Your task is to repeat exactly the lines below between the line holding "use std::collections::HashMap;" and the line holding "pub fn set_available(&self, available: bool)", inclusive, and only those.
··· Stored data
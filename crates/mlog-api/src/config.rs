//! Environment configuration and store construction.

use mlog_codec::PlaceholderCodec;
use mlog_kv::{HttpContract, InMemoryContract};
use mlog_store::IndexedLogStore;
use mlog_types::LogStore;
use std::net::SocketAddr;
use std::sync::Arc;
use std::time::Duration;

#[derive(Debug, thiserror::Error)]
pub enum ConfigError {
    #[error("invalid {key}: {value}")]
    Invalid { key: &'static str, value: String },
    #[error("backend {0} requires building with the `{0}` feature")]
    FeatureDisabled(&'static str),
    #[error("backend init failed: {0}")]
    Backend(String),
}

/// Which key-value contract backs the store.
#[derive(Debug, Clone, Copy, PartialEq, Eq)]
pub enum Backend {
    Memory,
    Sqlite,
    Http,
}

#[derive(Debug, Clone)]
pub struct ApiConfig {
    pub listen: SocketAddr,
    pub backend: Backend,
    pub sqlite_path: String,
    pub contract_url: Option<String>,
    pub notice_ttl: Duration,
}

impl ApiConfig {
    pub fn from_env() -> Result<Self, ConfigError> {
        Self::from_lookup(|key| std::env::var(key).ok())
    }

    /// Build from an arbitrary variable source (`MLOG_*` names).
    pub fn from_lookup<F>(lookup: F) -> Result<Self, ConfigError>
    where
        F: Fn(&str) -> Option<String>,
    {
        let listen_raw = lookup("MLOG_LISTEN").unwrap_or_else(|| "0.0.0.0:8002".to_string());
        let listen = listen_raw.parse().map_err(|_| ConfigError::Invalid {
            key: "MLOG_LISTEN",
            value: listen_raw.clone(),
        })?;

        let backend = match lookup("MLOG_BACKEND")
            .unwrap_or_else(|| "memory".to_string())
            .to_ascii_lowercase()
            .as_str()
        {
            "memory" => Backend::Memory,
            "sqlite" => Backend::Sqlite,
            "http" => Backend::Http,
            other => {
                return Err(ConfigError::Invalid {
                    key: "MLOG_BACKEND",
                    value: other.to_string(),
                })
            }
        };

        let notice_ttl = match lookup("MLOG_NOTICE_TTL_MS") {
            Some(raw) => Duration::from_millis(raw.parse().map_err(|_| ConfigError::Invalid {
                key: "MLOG_NOTICE_TTL_MS",
                value: raw.clone(),
            })?),
            None => mlog_scheduler::DEFAULT_NOTICE_TTL,
        };

        Ok(Self {
            listen,
            backend,
            sqlite_path: lookup("MLOG_SQLITE_PATH").unwrap_or_else(|| "mlog.db".to_string()),
            contract_url: lookup("MLOG_CONTRACT_URL"),
            notice_ttl,
        })
    }

    /// Construct the log store for the configured backend.
    pub fn build_store(&self) -> Result<Arc<dyn LogStore + Send + Sync>, ConfigError> {
        let codec = PlaceholderCodec::new();
        match self.backend {
            Backend::Memory => Ok(Arc::new(IndexedLogStore::new(
                InMemoryContract::new(),
                codec,
            ))),
            Backend::Http => {
                let contract = match self.contract_url {
                    Some(ref url) => HttpContract::new(url.clone()),
                    None => HttpContract::from_env(),
                };
                Ok(Arc::new(IndexedLogStore::new(contract, codec)))
            }
            Backend::Sqlite => self.build_sqlite_store(codec),
        }
    }

    #[cfg(feature = "sqlite")]
    fn build_sqlite_store(
        &self,
        codec: PlaceholderCodec,
    ) -> Result<Arc<dyn LogStore + Send + Sync>, ConfigError> {
        let contract = mlog_kv::SqliteContract::new(&self.sqlite_path)
            .map_err(|e| ConfigError::Backend(e.to_string()))?;
        Ok(Arc::new(IndexedLogStore::new(contract, codec)))
    }

    #[cfg(not(feature = "sqlite"))]
    fn build_sqlite_store(
        &self,
        _codec: PlaceholderCodec,
    ) -> Result<Arc<dyn LogStore + Send + Sync>, ConfigError> {
        Err(ConfigError::FeatureDisabled("sqlite"))
    }
}
//! Core types and traits for the machine-log store.
//!
//! Wire forms match the values the dashboard writes into the generic key-value contract
//! (`log_keys` directory, `log_<id>` records).

mod dto;
mod record;
mod session;
mod traits;

pub use dto::*;
pub use record::*;
pub use session::*;
pub use traits::*;
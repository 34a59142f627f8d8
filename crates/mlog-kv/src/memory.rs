//! In-memory key-value contract with scriptable availability and write faults.

use mlog_types::{ContractError, KvContract, WriterSession};
use std::collections::HashMap;
use std::sync::atomic::{AtomicBool, AtomicU64, Ordering};
use std::sync::Arc;
use tokio::sync::RwLock;

/// Failure injected into a scheduled `set_data` call.
#[derive(Debug, Clone, PartialEq, Eq)]
pub enum WriteFault {
    /// The user refuses to sign.
    Decline,
    /// The transaction is rejected with the given reason.
    Reject(String),
}

/// In-memory KvContract: a process-local map standing in for the chain contract.
pub struct InMemoryContract {
    /// key -> value
    store: Arc<RwLock<HashMap<String, Vec<u8>>>>,
    available: AtomicBool,
    reachable: AtomicBool,
    /// Number of `set_data` calls seen so far (including faulted ones).
    writes: AtomicU64,
    /// absolute write number -> fault
    faults: std::sync::Mutex<HashMap<u64, WriteFault>>,
}

impl InMemoryContract {
    pub fn new() -> Self {
        Self {
            store: Arc::new(RwLock::new(HashMap::new())),
            available: AtomicBool::new(true),
            reachable: AtomicBool::new(true),
            writes: AtomicU64::new(0),
            faults: std::sync::Mutex::new(HashMap::new()),
        }
    }

    /// What `is_available` reports.
    pub fn set_available(&self, available: bool) {
        self.available.store(available, Ordering::SeqCst);
    }

    /// When false, every call fails with `ContractError::Unreachable`.
    pub fn set_reachable(&self, reachable: bool) {
        self.reachable.store(reachable, Ordering::SeqCst);
    }

    /// Fail the `n`-th upcoming `set_data` call (0 = the next one).
    pub fn fault_on_write(&self, n: u64, fault: WriteFault) {
        let at = self.writes.load(Ordering::SeqCst) + n;
        if let Ok(mut faults) = self.faults.lock() {
            faults.insert(at, fault);
        }
    }

    /// Store bytes directly, bypassing authorization and faults.
    pub async fn put_raw(&self, key: &str, value: impl Into<Vec<u8>>) {
        self.store.write().await.insert(key.to_string(), value.into());
    }

    pub async fn raw(&self, key: &str) -> Option<Vec<u8>> {
        self.store.read().await.get(key).cloned()
    }

    pub async fn keys(&self) -> Vec<String> {
        let mut keys: Vec<String> = self.store.read().await.keys().cloned().collect();
        keys.sort();
        keys
    }

    pub fn write_count(&self) -> u64 {
        self.writes.load(Ordering::SeqCst)
    }

    fn check_reachable(&self) -> Result<(), ContractError> {
        if self.reachable.load(Ordering::SeqCst) {
            Ok(())
        } else {
            Err(ContractError::Unreachable("in-memory contract offline".to_string()))
        }
    }

    fn take_fault(&self, at: u64) -> Option<WriteFault> {
        self.faults.lock().ok().and_then(|mut f| f.remove(&at))
    }
}

impl Default for InMemoryContract {
    fn default() -> Self {
        Self::new()
    }
}

#[async_trait::async_trait]
impl KvContract for InMemoryContract {
    async fn is_available(&self) -> Result<bool, ContractError> {
        self.check_reachable()?;
        Ok(self.available.load(Ordering::SeqCst))
    }

    async fn get_data(&self, key: &str) -> Result<Vec<u8>, ContractError> {
        self.check_reachable()?;
        let guard = self.store.read().await;
        Ok(guard.get(key).cloned().unwrap_or_default())
    }

    async fn set_data(
        &self,
        session: &WriterSession,
        key: &str,
        value: &[u8],
    ) -> Result<(), ContractError> {
        self.check_reachable()?;
        let at = self.writes.fetch_add(1, Ordering::SeqCst);
        match self.take_fault(at) {
            Some(WriteFault::Decline) => return Err(ContractError::Declined),
            Some(WriteFault::Reject(reason)) => return Err(ContractError::Rejected(reason)),
            None => {}
        }
        tracing::trace!(key = %key, account = %session.account, bytes = value.len(), "set_data");
        let mut guard = self.store.write().await;
        guard.insert(key.to_string(), value.to_vec());
        Ok(())
    }
}

#[cfg(test)]
mod tests {
    use super::*;

    fn session() -> WriterSession {
        WriterSession::connect("0x00000000000000000000000000000000000000aa").unwrap()
    }

    #[tokio::test]
    async fn unset_keys_read_as_empty() {
        let c = InMemoryContract::new();
        assert!(c.get_data("log_keys").await.unwrap().is_empty());
        assert!(c.is_available().await.unwrap());
    }

    #[tokio::test]
    async fn scripted_faults_hit_the_scheduled_write_only() {
        let c = InMemoryContract::new();
        let s = session();
        c.fault_on_write(1, WriteFault::Decline);
        c.set_data(&s, "a", b"1").await.unwrap();
        assert_eq!(c.set_data(&s, "b", b"2").await, Err(ContractError::Declined));
        c.set_data(&s, "c", b"3").await.unwrap();
        assert_eq!(c.keys().await, vec!["a".to_string(), "c".to_string()]);
        assert_eq!(c.write_count(), 3);
    }

    #[tokio::test]
    async fn unreachable_contract_fails_every_call() {
        let c = InMemoryContract::new();
        c.set_reachable(false);
        assert!(matches!(
            c.is_available().await,
            Err(ContractError::Unreachable(_))
        ));
        assert!(c.get_data("x").await.is_err());
        assert!(c.set_data(&session(), "x", b"1").await.is_err());
    }
}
······
--- Response to this exercise ---
use std::collections::HashMap;
use std::sync::atomic::{AtomicBool, AtomicU64, Ordering};
use std::sync::Arc;
use tokio::sync::RwLock;

/// Failure injected into a scheduled `set_data` call.
#[derive(Debug, Clone, PartialEq, Eq)]
pub enum WriteFault {
    /// The user refuses to sign.
    Decline,
    /// The transaction is rejected with the given reason.
    Reject(String),
}

/// In-memory KvContract: a process-local map standing in for the chain contract.
pub struct InMemoryContract {
    /// key -> value
    store: Arc<RwLock<HashMap<String, Vec<u8>>>>,
    available: AtomicBool,
    reachable: AtomicBool,
    /// Number of `set_data` calls seen so far (including faulted ones).
    writes: AtomicU64,
    /// absolute write number -> fault
    faults: std::sync::Mutex<HashMap<u64, WriteFault>>,
}

impl InMemoryContract {
    pub fn new() -> Self {
        Self {
            store: Arc::new(RwLock::new(HashMap::new())),
            available: AtomicBool::new(true),
            reachable: AtomicBool::new(true),
            writes: AtomicU64::new(0),
            faults: std::sync::Mutex::new(HashMap::new()),
        }
    }

    /// What `is_available` reports.
    pub fn set_available(&self, available: bool) {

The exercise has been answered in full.